Re: Repertoire, encoding, and representation (Was: Charsets + encoding + codesets)

From: John Cowan (cowan@drv.cbc.com)
Date: Tue Oct 07 1997 - 10:40:33 EDT


Kenneth Whistler wrote:

> The Unicode Standard talks about abstract characters. <a-acute> is an
> example of an abstract character in the Latin script. <d-dental-voiceless>
> is another example of an abstract character in the Latin script.

Well, this is very clear, and perhaps is the way things *should* be,
but I don't see that it's what the Standard says, and indeed, it appears
to me to directly contradict what the Standard says. To paraphrase
A.P. Herbert on Parliament: if the Unicode Consortium does not mean
what it says in the Unicode Standard, it must say so.

[much entirely correct stuff on combining character sequences
snipped]

> Keld is, of course, correct that the repertoire of abstract characters
> is open.

Unfortunately, this remark collides with these statements
on page 3-4, which are presumptively normative:

        A Unicode abstract character is represented by a single
        Unicode code value; the only exception [sic] to this are
        surrogate pairs (which are provided for future extension,
        but are not currently used to represent any abstract
        characters).

(Perhaps this paragraph is not normative, but if so I don't
see how to tell what parts of Chapter 3 are not normative.)

So the term "coded character representation", which is defined as
"an ordered sequence of one or more code values which is associated
with an abstract character", can only refer (in Unicode 2.0) to a
single codepoint or two successive codepoints forming a surrogate
pair.

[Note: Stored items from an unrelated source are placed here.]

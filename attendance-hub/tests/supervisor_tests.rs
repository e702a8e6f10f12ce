//! Supervisor check-ins and their projection onto attendance records.

mod common;

use chrono::{NaiveDate, TimeZone, Utc};

use attendance_hub::Error;
use attendance_hub::domain::SessionStatus;
use attendance_hub::supervisor::{ProjectionOutcome, SupervisorCheck};
use common::*;

fn check(status: &str, comments: Option<&str>, hour: u32) -> SupervisorCheck {
    let date = session_date();
    SupervisorCheck {
        course_schedule_id: SCHEDULE.to_string(),
        supervisor_id: SUPERVISOR.to_string(),
        status: SessionStatus::parse(status),
        comments: comments.map(str::to_string),
        is_online: false,
        check_in_time: Utc.from_utc_datetime(&date.and_hms_opt(hour, 15, 0).unwrap()),
    }
}

#[tokio::test]
async fn test_presence_confirmation_projects_onto_record() {
    let env = TestEnv::new().await;
    let record = env.record_attendance(session_date()).await;

    let outcome = env
        .reconciliation
        .record_supervisor_check(check("ongoing", Some("Class in session"), 9))
        .await
        .unwrap();
    assert_eq!(outcome.projection, ProjectionOutcome::Applied);
    assert_eq!(outcome.log.log_date, session_date());
    assert!(outcome.log.presence_confirmed());

    let stored = env.attendance.get_record(&record.id).await.unwrap();
    assert_eq!(stored.supervisor_verified, Some(true));
    assert_eq!(stored.supervisor_comment.as_deref(), Some("Class in session"));
}

#[tokio::test]
async fn test_reconciliation_is_idempotent() {
    let env = TestEnv::new().await;
    let record = env.record_attendance(session_date()).await;

    let first = env
        .reconciliation
        .record_supervisor_check(check("online", Some("Streaming on Teams"), 9))
        .await
        .unwrap();
    let second = env
        .reconciliation
        .record_supervisor_check(check("online", Some("Streaming on Teams"), 9))
        .await
        .unwrap();

    assert_eq!(first.projection, ProjectionOutcome::Applied);
    assert_eq!(second.projection, ProjectionOutcome::Unchanged);
    assert_eq!(first.log.id, second.log.id);

    let replay = env
        .reconciliation
        .reconcile_day(SCHEDULE, session_date())
        .await
        .unwrap();
    assert_eq!(replay, Some(ProjectionOutcome::Unchanged));

    let stored = env.attendance.get_record(&record.id).await.unwrap();
    assert_eq!(stored.supervisor_verified, Some(true));
    assert_eq!(stored.supervisor_comment.as_deref(), Some("Streaming on Teams"));
}

#[tokio::test]
async fn test_later_check_overwrites_same_day() {
    let env = TestEnv::new().await;
    let record = env.record_attendance(session_date()).await;

    let morning = env
        .reconciliation
        .record_supervisor_check(check("ongoing", None, 9))
        .await
        .unwrap();
    let later = env
        .reconciliation
        .record_supervisor_check(check("lecturer_absent", Some("Left after 10 minutes"), 11))
        .await
        .unwrap();

    assert_eq!(later.log.id, morning.log.id);
    assert_eq!(later.log.status, SessionStatus::LecturerAbsent);
    assert_eq!(later.projection, ProjectionOutcome::Applied);

    let log = env
        .supervisor_logs
        .find_log_for_day(SCHEDULE, session_date())
        .await
        .unwrap()
        .unwrap();
    assert_eq!(log.status, SessionStatus::LecturerAbsent);

    let stored = env.attendance.get_record(&record.id).await.unwrap();
    assert_eq!(stored.supervisor_verified, Some(false));
    assert_eq!(
        stored.supervisor_comment.as_deref(),
        Some("Left after 10 minutes")
    );
}

#[tokio::test]
async fn test_missing_record_is_skipped() {
    let env = TestEnv::new().await;

    let outcome = env
        .reconciliation
        .record_supervisor_check(check("not_started", None, 9))
        .await
        .unwrap();
    assert_eq!(outcome.projection, ProjectionOutcome::NoAttendanceRecord);

    let log = env
        .supervisor_logs
        .find_log_for_day(SCHEDULE, session_date())
        .await
        .unwrap();
    assert!(log.is_some());

    // Attendance recorded afterwards picks the verdict up on replay.
    let record = env.record_attendance(session_date()).await;
    let replay = env
        .reconciliation
        .reconcile_day(SCHEDULE, session_date())
        .await
        .unwrap();
    assert_eq!(replay, Some(ProjectionOutcome::Applied));
    let stored = env.attendance.get_record(&record.id).await.unwrap();
    assert_eq!(stored.supervisor_verified, Some(false));
}

#[tokio::test]
async fn test_unknown_status_token_is_preserved() {
    let env = TestEnv::new().await;
    env.record_attendance(session_date()).await;

    let outcome = env
        .reconciliation
        .record_supervisor_check(check("Late_Start", None, 9))
        .await
        .unwrap();
    assert_eq!(outcome.log.status, SessionStatus::Other("Late_Start".to_string()));
    assert!(!outcome.log.presence_confirmed());

    let log = env
        .supervisor_logs
        .find_log_for_day(SCHEDULE, session_date())
        .await
        .unwrap()
        .unwrap();
    assert_eq!(log.status.as_str(), "Late_Start");
}

#[tokio::test]
async fn test_uppercase_presence_token_does_not_confirm() {
    let env = TestEnv::new().await;
    let record = env.record_attendance(session_date()).await;

    let outcome = env
        .reconciliation
        .record_supervisor_check(check("ONGOING", None, 9))
        .await
        .unwrap();
    assert_eq!(outcome.log.status, SessionStatus::Other("ONGOING".to_string()));
    assert!(!outcome.log.presence_confirmed());
    assert_eq!(outcome.projection, ProjectionOutcome::Applied);

    let stored = env.attendance.get_record(&record.id).await.unwrap();
    assert_eq!(stored.supervisor_verified, Some(false));
    let log = env
        .supervisor_logs
        .find_log_for_day(SCHEDULE, session_date())
        .await
        .unwrap()
        .unwrap();
    assert_eq!(log.status.as_str(), "ONGOING");
}

#[tokio::test]
async fn test_log_day_uses_institution_timezone() {
    let env = TestEnv::with_options(TestOptions {
        timezone: chrono_tz::Africa::Lagos,
        ..TestOptions::default()
    })
    .await;
    let next_day = NaiveDate::from_ymd_opt(2026, 3, 11).unwrap();
    let record = env.record_attendance(next_day).await;

    // 23:30 UTC on the 10th is 00:30 on the 11th in Lagos.
    let mut late = check("ongoing", None, 23);
    late.check_in_time = Utc.with_ymd_and_hms(2026, 3, 10, 23, 30, 0).unwrap();
    let outcome = env.reconciliation.record_supervisor_check(late).await.unwrap();

    assert_eq!(outcome.log.log_date, next_day);
    assert_eq!(outcome.projection, ProjectionOutcome::Applied);
    let stored = env.attendance.get_record(&record.id).await.unwrap();
    assert_eq!(stored.supervisor_verified, Some(true));
}

#[tokio::test]
async fn test_unknown_schedule_rejected() {
    let env = TestEnv::new().await;
    let mut bad = check("ongoing", None, 9);
    bad.course_schedule_id = "no-such-schedule".to_string();

    let result = env.reconciliation.record_supervisor_check(bad).await;
    assert!(matches!(result, Err(Error::NotFound { .. })));
}
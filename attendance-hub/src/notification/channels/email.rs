//! Email notification channel using an HTTP transactional mail API.

use async_trait::async_trait;
use reqwest::Client;
use serde::{Deserialize, Serialize};
use serde_json::json;
use tracing::{debug, warn};

use super::{ChannelSender, OutboundMessage, Recipient, SendReceipt, extract_message_id};
use crate::notification::events::ChannelType;
use crate::{Error, Result};

/// Email channel configuration.
#[derive(Debug, Clone, Serialize, Deserialize)]
pub struct EmailConfig {
    /// Whether the channel is enabled.
    pub enabled: bool,
    /// Send endpoint of the mail API (JSON POST).
    pub api_url: String,
    /// Bearer token for the mail API.
    pub api_key: Option<String>,
    /// Sender email address.
    pub from_address: String,
    /// Request timeout in seconds.
    #[serde(default = "default_timeout")]
    pub timeout_secs: u64,
}

fn default_timeout() -> u64 {
    15
}

impl Default for EmailConfig {
    fn default() -> Self {
        Self {
            enabled: false,
            api_url: String::new(),
            api_key: None,
            from_address: String::new(),
            timeout_secs: default_timeout(),
        }
    }
}

/// Email notification channel.
pub struct EmailChannel {
    config: EmailConfig,
    client: Client,
}

impl EmailChannel {
    /// Create a new Email channel.
    pub fn new(config: EmailConfig) -> Self {
        let client = Client::builder()
            .timeout(std::time::Duration::from_secs(config.timeout_secs))
            .build()
            .unwrap_or_default();

        Self { config, client }
    }

    /// Build the JSON request body.
    fn build_payload(&self, to: &str, message: &OutboundMessage) -> serde_json::Value {
        json!({
            "from": self.config.from_address,
            "to": [to],
            "subject": message.content.email_subject,
            "text": message.content.email_text,
            "html": message.content.email_html,
            "tags": [
                { "name": "category", "value": message.category.to_string() },
                { "name": "priority", "value": message.priority.to_string() },
            ],
        })
    }
}

#[async_trait]
impl ChannelSender for EmailChannel {
    fn channel_type(&self) -> ChannelType {
        ChannelType::Email
    }

    fn is_enabled(&self) -> bool {
        self.config.enabled && !self.config.api_url.is_empty() && !self.config.from_address.is_empty()
    }

    async fn send(&self, recipient: &Recipient, message: &OutboundMessage) -> Result<SendReceipt> {
        if !self.is_enabled() {
            return Err(Error::delivery("email", "email channel is not configured"));
        }

        let Some(to) = recipient.email.as_deref() else {
            return Err(Error::delivery(
                "email",
                format!("user {} has no email address", recipient.user_id),
            ));
        };

        let mut request = self
            .client
            .post(&self.config.api_url)
            .json(&self.build_payload(to, message));
        if let Some(key) = &self.config.api_key {
            request = request.bearer_auth(key);
        }

        let response = request
            .send()
            .await
            .map_err(|e| Error::delivery("email", format!("request failed: {}", e)))?;

        let status = response.status();
        if !status.is_success() {
            let body = response.text().await.unwrap_or_default();
            warn!("Email API failed: {} - {}", status, body);
            return Err(Error::delivery(
                "email",
                format!("provider returned {}: {}", status, body),
            ));
        }

        let body: serde_json::Value = response.json().await.unwrap_or_default();
        let message_id = extract_message_id(&body);
        debug!(
            user_id = %recipient.user_id,
            message_id = ?message_id,
            "Email notification sent: {}",
            message.event_id
        );
        Ok(SendReceipt { message_id })
    }
}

It *cannot* refer to a combining character sequence,
because (in general) a combining character sequence is not
"represented by a single Unicode code value". <d-dental-voiceless>
is not so represented, and is not an abstract character.

The term "abstract character" is only useful in Unicode 2.0
for lumping assigned non-surrogate codepoints and assigned
surrogate pairs (the latter being currently an empty set)
as corresponding to abstract characters,
and all other codepoints, including D800-DFFF,
as not corresponding to abstract characters.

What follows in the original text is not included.